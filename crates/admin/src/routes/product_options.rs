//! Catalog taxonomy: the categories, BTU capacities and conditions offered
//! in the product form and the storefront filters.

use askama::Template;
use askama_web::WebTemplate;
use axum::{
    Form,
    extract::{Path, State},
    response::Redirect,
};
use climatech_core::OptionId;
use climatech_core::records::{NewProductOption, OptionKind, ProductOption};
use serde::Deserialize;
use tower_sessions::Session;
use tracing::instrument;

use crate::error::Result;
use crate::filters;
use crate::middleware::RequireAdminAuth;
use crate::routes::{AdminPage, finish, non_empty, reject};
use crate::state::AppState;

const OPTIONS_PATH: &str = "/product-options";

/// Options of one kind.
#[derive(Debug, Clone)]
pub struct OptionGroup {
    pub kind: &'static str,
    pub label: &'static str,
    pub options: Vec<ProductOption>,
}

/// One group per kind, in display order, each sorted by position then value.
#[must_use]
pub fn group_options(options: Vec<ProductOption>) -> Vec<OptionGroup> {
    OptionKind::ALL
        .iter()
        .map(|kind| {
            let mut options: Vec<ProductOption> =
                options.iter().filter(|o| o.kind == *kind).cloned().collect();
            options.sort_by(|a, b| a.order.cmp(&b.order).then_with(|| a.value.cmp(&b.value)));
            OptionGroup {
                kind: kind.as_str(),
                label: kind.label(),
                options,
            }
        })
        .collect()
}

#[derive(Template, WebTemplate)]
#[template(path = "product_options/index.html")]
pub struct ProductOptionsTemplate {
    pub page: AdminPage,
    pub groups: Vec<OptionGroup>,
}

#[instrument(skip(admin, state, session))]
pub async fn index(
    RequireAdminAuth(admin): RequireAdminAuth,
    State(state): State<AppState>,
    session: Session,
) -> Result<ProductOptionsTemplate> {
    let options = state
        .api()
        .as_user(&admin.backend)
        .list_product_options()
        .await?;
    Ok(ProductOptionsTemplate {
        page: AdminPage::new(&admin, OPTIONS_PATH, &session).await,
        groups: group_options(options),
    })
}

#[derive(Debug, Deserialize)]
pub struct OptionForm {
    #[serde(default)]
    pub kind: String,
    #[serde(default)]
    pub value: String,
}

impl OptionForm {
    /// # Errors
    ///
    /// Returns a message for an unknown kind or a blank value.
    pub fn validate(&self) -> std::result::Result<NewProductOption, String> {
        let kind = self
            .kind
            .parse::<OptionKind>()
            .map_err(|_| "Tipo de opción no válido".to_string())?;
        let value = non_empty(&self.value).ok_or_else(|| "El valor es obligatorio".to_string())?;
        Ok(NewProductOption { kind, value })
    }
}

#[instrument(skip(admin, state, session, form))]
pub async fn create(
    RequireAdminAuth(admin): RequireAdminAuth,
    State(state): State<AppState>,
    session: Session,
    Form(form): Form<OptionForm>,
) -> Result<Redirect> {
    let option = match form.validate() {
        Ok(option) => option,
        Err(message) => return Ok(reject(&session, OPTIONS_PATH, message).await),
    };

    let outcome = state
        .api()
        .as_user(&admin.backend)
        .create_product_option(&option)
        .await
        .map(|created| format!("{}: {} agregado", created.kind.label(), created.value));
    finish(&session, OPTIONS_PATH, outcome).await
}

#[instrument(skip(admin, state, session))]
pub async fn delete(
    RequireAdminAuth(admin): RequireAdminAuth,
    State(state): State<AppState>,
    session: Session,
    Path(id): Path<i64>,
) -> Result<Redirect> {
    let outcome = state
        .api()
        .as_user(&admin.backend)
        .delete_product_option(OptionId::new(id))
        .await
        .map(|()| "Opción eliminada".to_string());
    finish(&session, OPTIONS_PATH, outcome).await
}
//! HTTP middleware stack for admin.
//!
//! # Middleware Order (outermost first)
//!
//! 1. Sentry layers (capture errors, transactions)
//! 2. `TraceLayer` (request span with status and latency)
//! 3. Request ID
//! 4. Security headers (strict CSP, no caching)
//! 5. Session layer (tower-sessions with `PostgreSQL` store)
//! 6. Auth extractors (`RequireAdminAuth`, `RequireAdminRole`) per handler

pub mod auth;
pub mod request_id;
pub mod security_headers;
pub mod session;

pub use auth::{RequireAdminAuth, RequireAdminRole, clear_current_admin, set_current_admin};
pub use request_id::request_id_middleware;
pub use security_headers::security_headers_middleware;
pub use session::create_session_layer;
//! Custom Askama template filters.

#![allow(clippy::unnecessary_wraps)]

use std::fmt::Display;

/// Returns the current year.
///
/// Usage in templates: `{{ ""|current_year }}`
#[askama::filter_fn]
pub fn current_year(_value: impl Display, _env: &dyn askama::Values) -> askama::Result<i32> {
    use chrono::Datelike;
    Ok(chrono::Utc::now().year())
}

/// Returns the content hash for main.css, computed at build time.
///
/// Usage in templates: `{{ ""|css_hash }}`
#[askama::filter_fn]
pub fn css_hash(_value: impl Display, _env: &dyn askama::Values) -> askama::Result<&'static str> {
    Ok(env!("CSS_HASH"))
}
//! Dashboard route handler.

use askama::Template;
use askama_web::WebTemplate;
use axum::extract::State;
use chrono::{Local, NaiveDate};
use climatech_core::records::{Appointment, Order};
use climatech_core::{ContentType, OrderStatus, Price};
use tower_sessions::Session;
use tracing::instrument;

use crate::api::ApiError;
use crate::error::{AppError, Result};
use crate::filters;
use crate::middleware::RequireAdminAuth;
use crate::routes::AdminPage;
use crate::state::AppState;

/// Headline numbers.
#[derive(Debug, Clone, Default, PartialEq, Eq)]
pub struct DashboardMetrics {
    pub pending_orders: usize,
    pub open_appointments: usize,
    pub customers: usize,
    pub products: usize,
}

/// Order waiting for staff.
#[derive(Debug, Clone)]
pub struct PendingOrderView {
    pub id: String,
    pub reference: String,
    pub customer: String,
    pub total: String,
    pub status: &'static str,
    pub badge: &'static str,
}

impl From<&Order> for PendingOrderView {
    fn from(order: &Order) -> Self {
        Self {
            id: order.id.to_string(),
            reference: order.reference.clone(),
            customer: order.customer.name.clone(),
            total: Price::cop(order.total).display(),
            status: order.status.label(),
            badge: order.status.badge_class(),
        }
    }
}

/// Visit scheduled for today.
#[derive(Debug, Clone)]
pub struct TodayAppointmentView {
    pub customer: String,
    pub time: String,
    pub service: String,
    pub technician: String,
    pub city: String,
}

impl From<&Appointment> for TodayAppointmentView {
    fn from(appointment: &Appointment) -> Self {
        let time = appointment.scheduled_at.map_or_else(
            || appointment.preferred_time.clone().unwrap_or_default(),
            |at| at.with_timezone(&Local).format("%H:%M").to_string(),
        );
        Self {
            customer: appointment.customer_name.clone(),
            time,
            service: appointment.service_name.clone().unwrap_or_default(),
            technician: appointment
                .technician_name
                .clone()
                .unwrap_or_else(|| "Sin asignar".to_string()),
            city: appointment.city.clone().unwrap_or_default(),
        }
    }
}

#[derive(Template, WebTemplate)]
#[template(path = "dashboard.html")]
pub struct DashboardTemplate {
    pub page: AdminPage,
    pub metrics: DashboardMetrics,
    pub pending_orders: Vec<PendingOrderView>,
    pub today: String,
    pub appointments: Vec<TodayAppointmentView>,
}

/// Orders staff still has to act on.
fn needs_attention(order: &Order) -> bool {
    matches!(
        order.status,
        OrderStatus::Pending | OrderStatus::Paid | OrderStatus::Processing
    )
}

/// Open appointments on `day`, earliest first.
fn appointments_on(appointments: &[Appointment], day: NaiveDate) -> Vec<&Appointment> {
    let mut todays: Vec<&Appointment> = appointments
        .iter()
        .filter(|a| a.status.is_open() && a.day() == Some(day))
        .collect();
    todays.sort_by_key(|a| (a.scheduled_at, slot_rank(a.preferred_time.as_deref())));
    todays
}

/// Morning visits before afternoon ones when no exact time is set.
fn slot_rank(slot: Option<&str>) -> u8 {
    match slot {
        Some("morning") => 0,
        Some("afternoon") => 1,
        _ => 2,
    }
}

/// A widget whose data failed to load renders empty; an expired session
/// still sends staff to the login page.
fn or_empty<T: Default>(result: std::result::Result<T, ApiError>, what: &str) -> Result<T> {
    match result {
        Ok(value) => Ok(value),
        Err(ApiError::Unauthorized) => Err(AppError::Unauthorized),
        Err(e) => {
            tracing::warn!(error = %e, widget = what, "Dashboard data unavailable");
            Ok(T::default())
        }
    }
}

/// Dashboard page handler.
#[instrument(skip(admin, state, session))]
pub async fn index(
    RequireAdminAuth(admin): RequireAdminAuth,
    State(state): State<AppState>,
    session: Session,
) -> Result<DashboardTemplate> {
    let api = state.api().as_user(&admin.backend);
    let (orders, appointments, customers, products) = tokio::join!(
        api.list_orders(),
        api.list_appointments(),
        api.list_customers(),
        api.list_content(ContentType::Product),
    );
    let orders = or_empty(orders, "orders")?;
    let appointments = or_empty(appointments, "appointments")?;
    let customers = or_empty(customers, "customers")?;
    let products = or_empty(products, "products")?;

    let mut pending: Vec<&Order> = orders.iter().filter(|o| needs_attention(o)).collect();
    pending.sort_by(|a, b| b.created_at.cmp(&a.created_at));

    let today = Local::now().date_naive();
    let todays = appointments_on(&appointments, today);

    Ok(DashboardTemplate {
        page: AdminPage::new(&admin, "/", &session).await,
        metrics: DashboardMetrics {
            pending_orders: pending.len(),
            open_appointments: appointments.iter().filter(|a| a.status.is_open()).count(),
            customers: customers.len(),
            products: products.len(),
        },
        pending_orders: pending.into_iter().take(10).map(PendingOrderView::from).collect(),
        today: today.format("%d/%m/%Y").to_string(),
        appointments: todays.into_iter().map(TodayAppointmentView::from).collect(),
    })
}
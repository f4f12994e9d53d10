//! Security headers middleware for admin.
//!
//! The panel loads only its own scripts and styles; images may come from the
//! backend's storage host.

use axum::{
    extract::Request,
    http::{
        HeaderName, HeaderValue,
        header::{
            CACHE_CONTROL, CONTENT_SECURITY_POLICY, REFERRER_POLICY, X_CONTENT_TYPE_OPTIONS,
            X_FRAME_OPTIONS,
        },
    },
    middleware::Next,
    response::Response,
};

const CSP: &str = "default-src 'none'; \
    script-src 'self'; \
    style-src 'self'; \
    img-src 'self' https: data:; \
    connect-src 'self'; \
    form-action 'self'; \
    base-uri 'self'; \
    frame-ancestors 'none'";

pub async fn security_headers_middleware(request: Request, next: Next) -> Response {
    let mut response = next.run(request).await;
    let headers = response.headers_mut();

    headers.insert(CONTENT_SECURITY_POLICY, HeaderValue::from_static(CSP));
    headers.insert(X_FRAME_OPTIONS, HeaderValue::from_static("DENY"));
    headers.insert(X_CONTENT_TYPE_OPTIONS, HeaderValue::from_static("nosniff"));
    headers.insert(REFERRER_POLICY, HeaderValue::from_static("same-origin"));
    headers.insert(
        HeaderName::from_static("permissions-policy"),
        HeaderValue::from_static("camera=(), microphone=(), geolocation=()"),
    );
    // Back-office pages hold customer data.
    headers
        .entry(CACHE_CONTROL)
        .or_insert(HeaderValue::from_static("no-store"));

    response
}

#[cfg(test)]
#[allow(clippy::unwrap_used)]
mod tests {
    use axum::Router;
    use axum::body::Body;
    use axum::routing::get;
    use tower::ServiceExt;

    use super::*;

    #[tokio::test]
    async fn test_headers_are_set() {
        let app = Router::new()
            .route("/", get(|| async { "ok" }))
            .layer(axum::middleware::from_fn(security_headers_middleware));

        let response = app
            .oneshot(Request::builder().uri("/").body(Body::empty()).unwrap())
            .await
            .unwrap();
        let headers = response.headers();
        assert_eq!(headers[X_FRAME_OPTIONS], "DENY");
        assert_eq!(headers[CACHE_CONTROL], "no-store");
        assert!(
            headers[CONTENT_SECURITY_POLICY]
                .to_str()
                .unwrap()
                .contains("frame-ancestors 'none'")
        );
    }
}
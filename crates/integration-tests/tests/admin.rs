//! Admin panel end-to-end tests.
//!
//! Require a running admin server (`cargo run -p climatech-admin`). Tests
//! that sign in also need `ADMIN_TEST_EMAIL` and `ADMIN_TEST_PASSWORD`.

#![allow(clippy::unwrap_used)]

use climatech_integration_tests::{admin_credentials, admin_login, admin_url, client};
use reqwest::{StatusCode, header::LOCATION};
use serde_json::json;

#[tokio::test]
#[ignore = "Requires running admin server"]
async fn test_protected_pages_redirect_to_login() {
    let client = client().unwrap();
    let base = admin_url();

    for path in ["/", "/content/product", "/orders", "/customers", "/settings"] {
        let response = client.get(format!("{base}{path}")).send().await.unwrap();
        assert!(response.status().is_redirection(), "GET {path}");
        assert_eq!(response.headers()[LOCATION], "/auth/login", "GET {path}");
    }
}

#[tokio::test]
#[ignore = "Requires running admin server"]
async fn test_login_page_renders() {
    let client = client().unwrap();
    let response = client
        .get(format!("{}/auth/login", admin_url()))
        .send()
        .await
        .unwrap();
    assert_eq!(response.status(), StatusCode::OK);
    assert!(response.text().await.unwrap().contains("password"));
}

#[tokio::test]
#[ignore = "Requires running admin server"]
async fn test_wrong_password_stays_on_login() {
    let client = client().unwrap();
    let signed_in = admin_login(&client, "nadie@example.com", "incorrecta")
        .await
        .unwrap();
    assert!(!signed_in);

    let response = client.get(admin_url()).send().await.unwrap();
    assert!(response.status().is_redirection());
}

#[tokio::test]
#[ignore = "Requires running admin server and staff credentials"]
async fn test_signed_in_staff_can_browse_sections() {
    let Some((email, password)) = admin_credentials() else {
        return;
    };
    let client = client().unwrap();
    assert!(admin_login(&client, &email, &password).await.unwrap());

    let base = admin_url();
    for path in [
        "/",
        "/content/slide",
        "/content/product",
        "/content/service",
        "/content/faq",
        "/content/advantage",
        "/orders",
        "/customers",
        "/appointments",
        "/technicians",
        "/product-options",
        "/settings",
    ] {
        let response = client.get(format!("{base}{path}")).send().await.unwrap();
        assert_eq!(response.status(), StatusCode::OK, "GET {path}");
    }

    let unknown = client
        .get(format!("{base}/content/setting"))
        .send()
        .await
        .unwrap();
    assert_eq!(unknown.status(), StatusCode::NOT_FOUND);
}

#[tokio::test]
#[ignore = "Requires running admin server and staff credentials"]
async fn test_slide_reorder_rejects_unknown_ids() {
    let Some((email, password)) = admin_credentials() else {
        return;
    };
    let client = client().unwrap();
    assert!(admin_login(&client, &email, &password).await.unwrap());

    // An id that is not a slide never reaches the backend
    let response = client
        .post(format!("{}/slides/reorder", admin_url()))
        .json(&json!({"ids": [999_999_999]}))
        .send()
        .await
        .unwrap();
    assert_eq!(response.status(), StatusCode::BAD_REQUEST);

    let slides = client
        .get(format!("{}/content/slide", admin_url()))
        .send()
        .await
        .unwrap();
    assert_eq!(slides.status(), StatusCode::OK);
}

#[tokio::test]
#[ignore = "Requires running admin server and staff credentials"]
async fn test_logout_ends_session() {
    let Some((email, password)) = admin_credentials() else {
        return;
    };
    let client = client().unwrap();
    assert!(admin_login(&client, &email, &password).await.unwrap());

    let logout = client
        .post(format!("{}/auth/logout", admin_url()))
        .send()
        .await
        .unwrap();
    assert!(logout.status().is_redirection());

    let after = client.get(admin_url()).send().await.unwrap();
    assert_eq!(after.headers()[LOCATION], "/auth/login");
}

--

▸ **Problem**:
How many lines of the listing above hold "city"? Answer with the number alone.

▸ **Answer**:
2